Search the entries below for "warn" and copy each matching line.

[SOURCE RECORDS — start]

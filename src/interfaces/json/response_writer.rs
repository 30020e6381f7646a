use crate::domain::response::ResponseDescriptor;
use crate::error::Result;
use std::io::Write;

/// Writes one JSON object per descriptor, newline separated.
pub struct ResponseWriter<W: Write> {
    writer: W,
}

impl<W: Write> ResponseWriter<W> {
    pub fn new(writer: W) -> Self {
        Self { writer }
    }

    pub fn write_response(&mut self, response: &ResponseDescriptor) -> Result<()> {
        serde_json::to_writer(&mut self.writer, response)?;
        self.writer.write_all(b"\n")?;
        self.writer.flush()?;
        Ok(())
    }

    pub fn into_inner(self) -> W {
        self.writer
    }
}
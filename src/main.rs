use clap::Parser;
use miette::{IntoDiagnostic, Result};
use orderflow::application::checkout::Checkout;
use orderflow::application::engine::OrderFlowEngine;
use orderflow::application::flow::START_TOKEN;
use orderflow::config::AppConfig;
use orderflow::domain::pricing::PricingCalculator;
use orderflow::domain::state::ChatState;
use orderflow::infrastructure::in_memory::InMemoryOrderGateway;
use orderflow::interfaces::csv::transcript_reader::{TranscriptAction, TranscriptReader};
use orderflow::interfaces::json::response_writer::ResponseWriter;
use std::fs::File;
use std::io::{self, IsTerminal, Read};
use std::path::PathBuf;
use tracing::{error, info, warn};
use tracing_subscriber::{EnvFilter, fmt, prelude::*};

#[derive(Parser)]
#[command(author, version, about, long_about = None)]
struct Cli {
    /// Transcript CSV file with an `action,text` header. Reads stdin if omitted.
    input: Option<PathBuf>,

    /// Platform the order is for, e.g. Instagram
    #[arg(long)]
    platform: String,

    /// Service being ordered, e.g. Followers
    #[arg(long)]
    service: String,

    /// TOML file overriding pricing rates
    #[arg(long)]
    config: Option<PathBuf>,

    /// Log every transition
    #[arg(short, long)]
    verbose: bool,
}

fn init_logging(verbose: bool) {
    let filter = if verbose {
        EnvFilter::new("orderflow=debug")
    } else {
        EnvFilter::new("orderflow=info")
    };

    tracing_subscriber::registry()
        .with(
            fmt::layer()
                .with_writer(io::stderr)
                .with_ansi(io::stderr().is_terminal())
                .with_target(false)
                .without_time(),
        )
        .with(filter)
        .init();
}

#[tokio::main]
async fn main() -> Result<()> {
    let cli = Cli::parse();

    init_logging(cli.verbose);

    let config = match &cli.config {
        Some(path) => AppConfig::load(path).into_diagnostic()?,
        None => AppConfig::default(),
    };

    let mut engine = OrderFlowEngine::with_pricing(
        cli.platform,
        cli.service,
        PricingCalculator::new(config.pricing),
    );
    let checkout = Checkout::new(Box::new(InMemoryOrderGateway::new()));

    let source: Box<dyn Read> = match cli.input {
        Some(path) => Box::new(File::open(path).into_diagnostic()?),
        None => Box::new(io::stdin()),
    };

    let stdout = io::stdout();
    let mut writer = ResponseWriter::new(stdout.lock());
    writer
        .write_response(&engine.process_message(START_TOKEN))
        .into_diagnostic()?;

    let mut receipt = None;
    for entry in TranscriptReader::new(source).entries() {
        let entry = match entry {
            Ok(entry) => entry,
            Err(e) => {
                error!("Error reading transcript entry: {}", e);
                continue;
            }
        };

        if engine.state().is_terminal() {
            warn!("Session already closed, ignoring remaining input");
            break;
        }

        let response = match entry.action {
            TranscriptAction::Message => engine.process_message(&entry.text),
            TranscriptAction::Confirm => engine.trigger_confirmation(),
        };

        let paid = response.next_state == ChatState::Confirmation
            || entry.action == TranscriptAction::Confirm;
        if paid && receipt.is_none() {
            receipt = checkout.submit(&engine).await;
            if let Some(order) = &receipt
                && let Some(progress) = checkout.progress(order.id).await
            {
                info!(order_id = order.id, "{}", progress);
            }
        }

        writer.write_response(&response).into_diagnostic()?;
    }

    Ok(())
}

[SOURCE RECORDS — finish]

**WRITTEN RESPONSE**
use tracing::{error, info, warn};
            warn!("Session already closed, ignoring remaining input");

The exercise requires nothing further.